On Fri, Oct 11, 2024 at 7:55 PM Liam R. Howlett Liam.Howlett@oracle.com wrote:
- Jann Horn jannh@google.com [241011 11:51]:
As explained in the comment block this change adds, we can't tell what userspace's intent is when the stack grows towards an inaccessible VMA.
We should ensure that, as long as code is compiled with something like -fstack-check, a stack overflow in this code can never cause the main stack to overflow into adjacent heap memory - so the bottom of a stack should never be directly adjacent to an accessible VMA.
[...]
diff --git a/mm/mmap.c b/mm/mmap.c index dd4b35a25aeb..937361be3c48 100644 --- a/mm/mmap.c +++ b/mm/mmap.c @@ -359,6 +359,20 @@ unsigned long do_mmap(struct file *file, unsigned long addr, return -EEXIST; }
/*
* This does two things:
*
* 1. Disallow MAP_FIXED replacing a PROT_NONE VMA adjacent to a stack
* with an accessible VMA.
* 2. Disallow MAP_FIXED_NOREPLACE creating a new accessible VMA
* adjacent to a stack.
*/
if ((flags & (MAP_FIXED_NOREPLACE | MAP_FIXED)) &&
(prot & (PROT_READ | PROT_WRITE | PROT_EXEC)) &&
!(vm_flags & (VM_GROWSUP|VM_GROWSDOWN)) &&
overlaps_stack_gap(mm, addr, len))
return (flags & MAP_FIXED) ? -ENOMEM : -EEXIST;
This is probably going to impact performance for allocators by causing two walks of the tree any time they protect a portion of mmaped area.
Well, it's one extra walk except on parisc, thanks to the "if (!IS_ENABLED(CONFIG_STACK_GROWSUP))" bailout - but point taken, it would be better to avoid that.
In the mmap_region() code, there is a place we know next/prev on MAP_FIXED, and next for MAP_FIXED_NOREPLACE - which has a vma iterator that would be lower cost than a tree walk.

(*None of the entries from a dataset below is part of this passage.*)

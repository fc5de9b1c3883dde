use std::collections::BTreeMap;
use std::collections::BTreeSet;
use std::path::Path;

use crate::CourseDiagnostic;
use crate::Document;
use crate::DocumentId;
use crate::MemorySource;
use crate::SyllabusResult;
use crate::UnitNode;
use crate::Vocabulary;

/// Default levels plus two scenarios.
pub(crate) fn vocabulary() -> Vocabulary {
	let mut vocabulary = Vocabulary::default();
	vocabulary
		.scenarios
		.insert("turtlebot".to_string(), "TurtleBot 3".to_string());
	vocabulary
		.scenarios
		.insert("gazebo".to_string(), "Gazebo".to_string());
	vocabulary
}

pub(crate) fn ids(values: &[&str]) -> BTreeSet<DocumentId> {
	values.iter().map(|value| (*value).to_string()).collect()
}

pub(crate) fn document(id: &str, source: &str) -> Document {
	document_with_diagnostics(id, source).0
}

pub(crate) fn document_with_diagnostics(
	id: &str,
	source: &str,
) -> (Document, Vec<CourseDiagnostic>) {
	Document::from_source(id, format!("{id}.rst"), source, &vocabulary())
}

pub(crate) fn memory_source(documents: &[&str], units: &[(&str, &str)]) -> MemorySource {
	MemorySource {
		documents: documents.iter().map(|name| (*name).to_string()).collect(),
		units: units
			.iter()
			.map(|(name, content)| ((*name).to_string(), (*content).to_string()))
			.collect::<BTreeMap<_, _>>(),
	}
}

pub(crate) fn parse_unit(content: &str, source: &MemorySource) -> SyllabusResult<UnitNode> {
	UnitNode::parse(content, "course.yaml", source, &vocabulary())
}

pub(crate) fn write(root: &Path, relative: &str, content: &str) {
	let path = root.join(relative);
	if let Some(parent) = path.parent() {
		std::fs::create_dir_all(parent).unwrap_or_else(|e| panic!("create dir: {e}"));
	}
	std::fs::write(path, content).unwrap_or_else(|e| panic!("write {relative}: {e}"));
}

/// The three documents of the hardware example: `intro` requires a glossary
/// term which mentions a demo program.
pub(crate) const INTRO: &str = "\
.. meta::
   :unit-type: lecture
   :unit-requires: term:gripper

Introduction
============

.. level:: beginner

   Start with the basics.
";

pub(crate) const HARDWARE_GLOSSARY: &str = "\
.. meta::
   :unit-type: reference
   :unit-mentions: program:demo

Hardware
========

.. glossary::

   Gripper
      The end effector of the arm.
";

pub(crate) const DEMO_WALKTHROUGH: &str = "\
.. meta::
   :unit-type: demo

Demo
====

.. program:: demo

.. option:: --speed
";

pub(crate) const ORPHAN: &str = "\
.. meta::
   :unit-type: lecture

Nobody needs this page.
";

pub(crate) const INDEX: &str = "\
Robotics
========

.. toctree::
   :maxdepth: 1

   intro
   Extra material <orphan>
   demo_walkthrough
";

/// Write a small on-disk course whose unit configuration selects `intro`
/// plus every name in `extra_components`.
pub(crate) fn write_course(root: &Path, extra_components: &[&str]) {
	write(
		root,
		"syllabus.toml",
		"course = \"course.yaml\"\n\n[scenarios]\nturtlebot = \"TurtleBot 3\"\n",
	);
	write_unit(root, extra_components);
	write(root, "index.rst", INDEX);
	write(root, "intro.rst", INTRO);
	write(root, "hardware_glossary.rst", HARDWARE_GLOSSARY);
	write(root, "demo_walkthrough.rst", DEMO_WALKTHROUGH);
	write(root, "orphan.rst", ORPHAN);
}

pub(crate) fn write_unit(root: &Path, extra_components: &[&str]) {
	let mut unit = String::from("title: Robotics\ncomponents:\n  intro:\n    levels: [beginner]\n");
	for component in extra_components {
		unit.push_str(&format!("  {component}:\n"));
	}
	write(root, "course.yaml", &unit);
}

That area may be a better place to check these requirements. Unfortunately, it may cause a vma split in the vms_gather_munmap_vmas() call prior to this check, but considering the rarity it may not be that big of a deal?
Hmm, yeah, that sounds fine to me.
[...]
diff --git a/mm/mprotect.c b/mm/mprotect.c index 0c5d6d06107d..2300e2eff956 100644 --- a/mm/mprotect.c +++ b/mm/mprotect.c @@ -772,6 +772,12 @@ static int do_mprotect_pkey(unsigned long start, size_t len, } }
error = -ENOMEM;
if ((prot & (PROT_READ | PROT_WRITE | PROT_EXEC)) &&
!(vma->vm_flags & (VM_GROWSUP|VM_GROWSDOWN)) &&
overlaps_stack_gap(current->mm, start, end - start))
goto out;
We have prev just below your call here, so we could reuse that. Getting the vma after the mprotect range doesn't seem that easy. I guess we need to make the loop even more complicated and find the next vma (and remember the fixup can merge). This isn't as straight forward as what you have, but would be faster.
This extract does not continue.